ÇİFTÇİDEN HABERİMİZ VAR MI

Karasu ve Kocaali’de halen ana geçim kaynağı fındık. Kimse buranın sanayi ya da turizm şehri olduğunu söylemesin. Geride kalan yıllarda uygulanan fındık politikasından da kimse memnun değil.

Ancak bu sene tarımsal girdi maliyetlerindeki artış çiftçinin belini bükmüş durumda. Herkesle aynı şartlarda alışveriş ediyoruz ama ayrıca bir de yatırım için kullandığımız gübre, mazot ve makine ekipmanları gibi farklı gider kalemlerimiz var.

Açıklanan enflasyon değerleri ile gübre ve mazot zamları arasındaki fark çiftçinin cebinden çıkıyor. Bir yetkili ile sohbet esnasında çiftçinin yüzde seksenlik kısmının bahçesine gübre atmadığını öğrendik. Bir birkaç gübre ve ilaç satan yeri ziyaret ettik. Bilginin çok yüksek ihtimalle doğru olduğunu gördük.

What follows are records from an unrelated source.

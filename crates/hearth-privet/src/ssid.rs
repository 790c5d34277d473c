use base64::prelude::*;

/// Discovery inputs encoded into the bootstrap SSID and the DNS-SD `flags`
/// TXT field.
#[derive(Debug, Clone, Copy, Default, PartialEq, Eq)]
pub struct DiscoveryFlags {
    /// The device still needs Wi-Fi credentials.
    pub needs_wifi: bool,
    /// The device is not registered with the cloud yet.
    pub needs_registration: bool,
}

impl DiscoveryFlags {
    /// Two-character base64 code carried by both surfaces.
    pub fn encode(&self) -> String {
        let byte = (self.needs_wifi as u8) | ((self.needs_registration as u8) << 1);
        BASE64_STANDARD_NO_PAD.encode([byte])
    }
}

/// Bootstrap access-point SSID: `{name}.{model_id}{flags}prv`, with the
/// device name truncated to keep the whole SSID within 32 octets.
pub fn generate_ssid(name: &str, model_id: &str, flags: DiscoveryFlags) -> String {
    const MAX_SSID: usize = 32;
    let suffix = format!(".{}{}prv", model_id, flags.encode());
    let budget = MAX_SSID.saturating_sub(suffix.len());
    let name: String = name.chars().take(budget).collect();
    format!("{name}{suffix}")
}
use thiserror::Error;

#[derive(Debug, Error)]
pub enum DomainError {
    #[error("trait '{0}' must be an object")]
    TraitNotObject(String),

    #[error("trait '{0}' cannot be redefined")]
    TraitConflict(String),

    #[error("trait '{0}' is undefined")]
    UnknownTrait(String),

    #[error("component '{name}' already exists at path '{path}'")]
    ComponentExists { path: String, name: String },

    #[error("component '{name}' does not exist at '{path}'")]
    ComponentNotFound { path: String, name: String },

    #[error("invalid component path '{path}': {message}")]
    BadPath { path: String, message: String },

    #[error("element '{0}' is an array, index required")]
    IndexRequired(String),

    #[error("element '{0}' is not an array")]
    NotAnArray(String),

    #[error("element '{name}' does not contain item #{index}")]
    BadIndex { name: String, index: usize },

    #[error("unknown command '{0}'")]
    UnknownCommand(String),

    #[error("command name is missing")]
    CommandNameMissing,

    #[error("invalid value for '{name}': {message}")]
    InvalidValue { name: String, message: String },

    #[error("required property '{0}' is missing")]
    RequiredMissing(String),

    #[error("property '{0}' is not defined in the schema")]
    UndefinedProperty(String),

    #[error("value of '{name}' is not in the allowed set")]
    NotInEnum { name: String },

    #[error("user role '{actual}' is less than minimal role '{required}'")]
    AccessDenied { actual: String, required: String },

    #[error("no component supports trait '{trait_name}' required by command '{command}'")]
    UnroutedCommand {
        command: String,
        trait_name: String,
    },

    #[error("component '{path}' does not support trait '{trait_name}'")]
    TraitNotSupported { path: String, trait_name: String },

    #[error("state switch impossible: '{from}' -> '{to}'")]
    InvalidStateTransition { from: String, to: String },

    #[error("command has been removed from the queue")]
    CommandDestroyed,

    #[error("command '{0}' is already in the queue")]
    DuplicateCommand(String),

    #[error("handler for '{component}'/'{command}' is already registered")]
    HandlerExists { component: String, command: String },

    #[error("specific handlers are not allowed after the default one")]
    HandlerAfterDefault,

    #[error("expected a JSON object")]
    ObjectExpected,
}

impl DomainError {
    /// Stable wire code for this error, used in command errors and Privet
    /// responses.
    pub fn code(&self) -> &'static str {
        match self {
            DomainError::TraitNotObject(_) => "typeMismatch",
            DomainError::TraitConflict(_) => "conflict",
            DomainError::UnknownTrait(_) => "unknownTrait",
            DomainError::ComponentExists { .. } => "alreadyExists",
            DomainError::ComponentNotFound { .. } => "notFound",
            DomainError::BadPath { .. } => "badPath",
            DomainError::IndexRequired(_) => "typeMismatch",
            DomainError::NotAnArray(_) => "typeMismatch",
            DomainError::BadIndex { .. } => "badIndex",
            DomainError::UnknownCommand(_) => "invalidCommandName",
            DomainError::CommandNameMissing => "invalidCommandName",
            DomainError::InvalidValue { .. } => "invalidParameterValue",
            DomainError::RequiredMissing(_) => "parameterMissing",
            DomainError::UndefinedProperty(_) => "propertyNotDefined",
            DomainError::NotInEnum { .. } => "invalidParameterValue",
            DomainError::AccessDenied { .. } => "accessDenied",
            DomainError::UnroutedCommand { .. } => "unroutedCommand",
            DomainError::TraitNotSupported { .. } => "traitNotSupported",
            DomainError::InvalidStateTransition { .. } => "invalidState",
            DomainError::CommandDestroyed => "commandDestroyed",
            DomainError::DuplicateCommand(_) => "duplicateCommand",
            DomainError::HandlerExists { .. } => "handlerExists",
            DomainError::HandlerAfterDefault => "handlerExists",
            DomainError::ObjectExpected => "typeMismatch",
        }
    }
}

/// Structured error attached to a failed or aborted command. Mirrors the
/// shape sent to the cloud: domain, code, human message and an optional
/// nested cause.
#[derive(Debug, Clone, PartialEq, serde::Serialize, serde::Deserialize)]
pub struct ErrorInfo {
    pub domain: String,
    pub code: String,
    pub message: String,
    #[serde(skip_serializing_if = "Option::is_none")]
    pub cause: Option<Box<ErrorInfo>>,
}

impl ErrorInfo {
    pub fn new(
        domain: impl Into<String>,
        code: impl Into<String>,
        message: impl Into<String>,
    ) -> Self {
        ErrorInfo {
            domain: domain.into(),
            code: code.into(),
            message: message.into(),
            cause: None,
        }
    }

    pub fn with_cause(mut self, cause: ErrorInfo) -> Self {
        self.cause = Some(Box::new(cause));
        self
    }
}

impl From<&DomainError> for ErrorInfo {
    fn from(e: &DomainError) -> Self {
        ErrorInfo::new("commands", e.code(), e.to_string())
    }
}
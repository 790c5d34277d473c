use hearth_config::Config;
use hearth_domain::DeviceModel;
use hearth_provider::DnsServiceDiscovery;
use serde_json::Value;
use std::sync::atomic::{AtomicBool, AtomicU16, Ordering};
use std::sync::Arc;
use tracing::debug;

use crate::ssid::DiscoveryFlags;

const PRIVET_SERVICE_TYPE: &str = "_privet._tcp";

/// Advertises the Privet endpoint over DNS-SD with the TXT record clients
/// use to discover and filter devices.
pub struct Publisher {
    dns_sd: Arc<dyn DnsServiceDiscovery>,
    config: Arc<Config>,
    model: Arc<DeviceModel>,
    http_port: AtomicU16,
    publishing: AtomicBool,
}

impl Publisher {
    pub fn new(
        dns_sd: Arc<dyn DnsServiceDiscovery>,
        config: Arc<Config>,
        model: Arc<DeviceModel>,
    ) -> Publisher {
        Publisher {
            dns_sd,
            config,
            model,
            http_port: AtomicU16::new(0),
            publishing: AtomicBool::new(false),
        }
    }

    pub fn set_http_port(&self, port: u16) {
        self.http_port.store(port, Ordering::SeqCst);
    }

    /// Re-publish the service to reflect current settings, or withdraw it
    /// when there is no HTTP endpoint or discovery is disabled.
    pub fn update(&self, flags: DiscoveryFlags) {
        let port = self.http_port.load(Ordering::SeqCst);
        let settings = self.config.settings();
        if port == 0 || !settings.local_discovery_enabled {
            self.remove();
            return;
        }

        let mut txt = vec![
            "txtvers=3".to_string(),
            format!("ty={}", settings.name),
            format!("services={}", self.service_list()),
            format!("id={}", self.dns_sd.id()),
            format!("mmid={}", settings.model_id),
            format!("flags={}", flags.encode()),
        ];
        if !settings.cloud_id.is_empty() {
            txt.push(format!("gcd_id={}", settings.cloud_id));
        }
        if !settings.description.is_empty() {
            txt.push(format!("note={}", settings.description));
        }

        debug!(port, "publishing privet service");
        self.publishing.store(true, Ordering::SeqCst);
        self.dns_sd.publish_service(PRIVET_SERVICE_TYPE, port, &txt);
    }

    pub fn remove(&self) {
        if self.publishing.swap(false, Ordering::SeqCst) {
            debug!("withdrawing privet service");
            self.dns_sd.stop_publishing(PRIVET_SERVICE_TYPE);
        }
    }

    /// Comma-separated trait list of the root components, each prefixed
    /// with an underscore.
    fn service_list(&self) -> String {
        let components = self.model.components_json();
        let mut services: Vec<String> = Vec::new();
        if let Value::Object(roots) = components {
            for component in roots.values() {
                for trait_name in component
                    .get("traits")
                    .and_then(Value::as_array)
                    .into_iter()
                    .flatten()
                    .filter_map(Value::as_str)
                {
                    let entry = format!("_{trait_name}");
                    if !services.contains(&entry) {
                        services.push(entry);
                    }
                }
            }
        }
        services.join(",")
    }
}
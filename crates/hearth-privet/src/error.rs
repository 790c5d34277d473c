use hearth_domain::DomainError;
use thiserror::Error;

#[derive(Debug, Error)]
pub enum PrivetError {
    #[error("too many pairing attempts, try again later")]
    DeviceBusy,

    #[error("pairing code or crypto implementation mismatch")]
    CommitmentMismatch,

    #[error("unknown session id '{0}'")]
    UnknownSession(String),

    #[error("invalid format: {0}")]
    InvalidFormat(String),

    #[error("invalid authCode")]
    InvalidAuthCode,

    #[error("invalid authorization: {0}")]
    InvalidAuthorization(String),

    #[error("access token expired")]
    AuthorizationExpired,

    #[error("unsupported auth mode")]
    InvalidAuthMode,

    #[error("invalid parameters: {0}")]
    InvalidParams(String),

    #[error("access denied")]
    AccessDenied,

    #[error("unknown endpoint")]
    NotFound,

    #[error("setup is unavailable on this device")]
    SetupUnavailable,

    #[error(transparent)]
    Domain(#[from] DomainError),
}

impl PrivetError {
    /// Wire code placed in the `error.code` field of a Privet reply.
    pub fn code(&self) -> &str {
        match self {
            PrivetError::DeviceBusy => "deviceBusy",
            PrivetError::CommitmentMismatch => "commitmentMismatch",
            PrivetError::UnknownSession(_) => "unknownSession",
            PrivetError::InvalidFormat(_) => "invalidFormat",
            PrivetError::InvalidAuthCode => "invalidAuthCode",
            PrivetError::InvalidAuthorization(_) => "invalidAuthorization",
            PrivetError::AuthorizationExpired => "authorizationExpired",
            PrivetError::InvalidAuthMode => "invalidAuthMode",
            PrivetError::InvalidParams(_) => "invalidParams",
            PrivetError::AccessDenied => "accessDenied",
            PrivetError::NotFound => "notFound",
            PrivetError::SetupUnavailable => "setupUnavailable",
            PrivetError::Domain(e) => e.code(),
        }
    }

    pub fn http_status(&self) -> u16 {
        match self {
            PrivetError::DeviceBusy => 503,
            PrivetError::CommitmentMismatch
            | PrivetError::InvalidAuthCode
            | PrivetError::InvalidAuthorization(_)
            | PrivetError::AuthorizationExpired => 401,
            PrivetError::AccessDenied => 403,
            PrivetError::NotFound => 404,
            PrivetError::Domain(DomainError::AccessDenied { .. }) => 403,
            _ => 400,
        }
    }
}
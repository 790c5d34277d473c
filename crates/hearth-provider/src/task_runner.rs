use std::time::Duration;
use tokio::runtime::Handle;

use crate::traits::TaskRunner;

/// Task runner backed by the host's tokio runtime.
pub struct TokioTaskRunner {
    handle: Handle,
}

impl TokioTaskRunner {
    /// Capture the current runtime. Must be called from within one.
    pub fn new() -> Self {
        TokioTaskRunner {
            handle: Handle::current(),
        }
    }

    pub fn with_handle(handle: Handle) -> Self {
        TokioTaskRunner { handle }
    }
}

impl Default for TokioTaskRunner {
    fn default() -> Self {
        Self::new()
    }
}

impl TaskRunner for TokioTaskRunner {
    fn post_delayed(&self, delay: Duration, task: Box<dyn FnOnce() + Send>) {
        self.handle.spawn(async move {
            if !delay.is_zero() {
                tokio::time::sleep(delay).await;
            }
            task();
        });
    }
}

#[cfg(test)]
mod tests {
    use super::*;
    use crate::traits::TaskRunnerExt;
    use std::sync::atomic::{AtomicBool, Ordering};
    use std::sync::Arc;

    #[tokio::test]
    async fn posts_run() {
        let runner = TokioTaskRunner::new();
        let ran = Arc::new(AtomicBool::new(false));
        let ran2 = ran.clone();
        runner.post(move || {
            ran2.store(true, Ordering::SeqCst);
        });
        tokio::time::sleep(Duration::from_millis(20)).await;
        assert!(ran.load(Ordering::SeqCst));
    }

    #[tokio::test(start_paused = true)]
    async fn delayed_posts_respect_the_delay() {
        let runner = TokioTaskRunner::new();
        let ran = Arc::new(AtomicBool::new(false));
        let ran2 = ran.clone();
        runner.post_after(Duration::from_secs(60), move || {
            ran2.store(true, Ordering::SeqCst);
        });

        tokio::time::sleep(Duration::from_secs(30)).await;
        assert!(!ran.load(Ordering::SeqCst));
        tokio::time::sleep(Duration::from_secs(31)).await;
        assert!(ran.load(Ordering::SeqCst));
    }
}
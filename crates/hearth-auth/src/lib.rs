//! Capability tokens and local access control: the CBOR-subset codec,
//! HMAC-chained macaroons, access-token minting and the bounded revocation
//! store.

pub mod cbor;
mod error;
mod macaroon;
mod revocation;
mod token;

pub use error::AuthError;
pub use macaroon::{Caveat, CaveatType, Macaroon, MAC_LEN};
pub use revocation::{
    from_j2000, to_j2000, AccessRevocationManager, RevocationEntry, DEFAULT_CAPACITY,
};
pub use token::{
    access_token_ttl, hmac_sha256, AuthManager, UserInfo, ACCESS_TOKEN_TTL_SECONDS,
};
use rand::Rng;
use std::time::{Duration, Instant};

/// Exponential backoff parameters. The cloud and OAuth request paths share
/// one policy but keep independent entries.
#[derive(Debug, Clone)]
pub struct BackoffPolicy {
    pub initial_delay: Duration,
    pub multiply_factor: f64,
    pub jitter_factor: f64,
    pub maximum_delay: Duration,
}

impl Default for BackoffPolicy {
    fn default() -> Self {
        BackoffPolicy {
            initial_delay: Duration::from_secs(1),
            multiply_factor: 2.0,
            jitter_factor: 0.1,
            maximum_delay: Duration::from_secs(30),
        }
    }
}

/// Tracks consecutive failures and computes when the next request may go
/// out.
#[derive(Debug)]
pub struct BackoffEntry {
    policy: BackoffPolicy,
    failure_count: u32,
    release_at: Option<Instant>,
}

impl BackoffEntry {
    pub fn new(policy: BackoffPolicy) -> Self {
        BackoffEntry {
            policy,
            failure_count: 0,
            release_at: None,
        }
    }

    pub fn inform_of_request(&mut self, succeeded: bool) {
        if succeeded {
            self.failure_count = 0;
            self.release_at = None;
            return;
        }
        self.failure_count += 1;
        let exponent = self.failure_count.saturating_sub(1).min(30);
        let base = self.policy.initial_delay.as_secs_f64()
            * self.policy.multiply_factor.powi(exponent as i32);
        let jitter = 1.0 + self.policy.jitter_factor * (rand::thread_rng().gen::<f64>() * 2.0 - 1.0);
        let delay = Duration::from_secs_f64(
            (base * jitter).min(self.policy.maximum_delay.as_secs_f64()),
        );
        self.release_at = Some(Instant::now() + delay);
    }

    pub fn should_reject_request(&self) -> bool {
        self.release_at.is_some_and(|at| at > Instant::now())
    }

    pub fn time_until_release(&self) -> Duration {
        self.release_at
            .map(|at| at.saturating_duration_since(Instant::now()))
            .unwrap_or(Duration::ZERO)
    }

    pub fn failure_count(&self) -> u32 {
        self.failure_count
    }
}

#[cfg(test)]
mod tests {
    use super::*;

    #[test]
    fn success_clears_the_backoff() {
        let mut entry = BackoffEntry::new(BackoffPolicy::default());
        assert!(!entry.should_reject_request());

        entry.inform_of_request(false);
        assert!(entry.should_reject_request());

        entry.inform_of_request(true);
        assert!(!entry.should_reject_request());
        assert_eq!(entry.time_until_release(), Duration::ZERO);
    }

    #[test]
    fn delay_grows_and_stays_under_the_cap() {
        let mut entry = BackoffEntry::new(BackoffPolicy::default());
        let mut last = Duration::ZERO;
        for _ in 0..10 {
            entry.inform_of_request(false);
            let delay = entry.time_until_release();
            assert!(delay <= Duration::from_secs(30) + Duration::from_secs(3));
            if last < Duration::from_secs(20) {
                assert!(delay >= last.mul_f64(0.7), "{delay:?} vs {last:?}");
            }
            last = delay;
        }
    }

    #[test]
    fn first_failure_is_near_the_initial_delay() {
        let mut entry = BackoffEntry::new(BackoffPolicy::default());
        entry.inform_of_request(false);
        let delay = entry.time_until_release();
        assert!(delay >= Duration::from_millis(850), "{delay:?}");
        assert!(delay <= Duration::from_millis(1150), "{delay:?}");
    }
}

Bu şekilde olursa fındık verimi yüksek olmayabilir. Olsa da kalitesi düşük olabilir. Bu da ciddi bir milli gelir kaybına neden olur.

Seçim geçim, tehdit falan bir kenara. Çiftçi ciddi gelir kaybına uğrayabilir. Bu durumun siyasi ya da ticari değil toplumsan olarak değerlendirilmesi ülke menfaatine olacaktır. Siyasi olarak önünüzde seçimler olabilir, kendinize hedefler koymuş olabilirsiniz, Ankara’daki dayılarınıza da güvenebilirsiniz ama evine ekmek getiremeyen insanlara dert anlatmak zor olacaktır. Ve temelde göreviniz herkesin evine rahat bir şekilde ekmek getirmesi olmalıdır.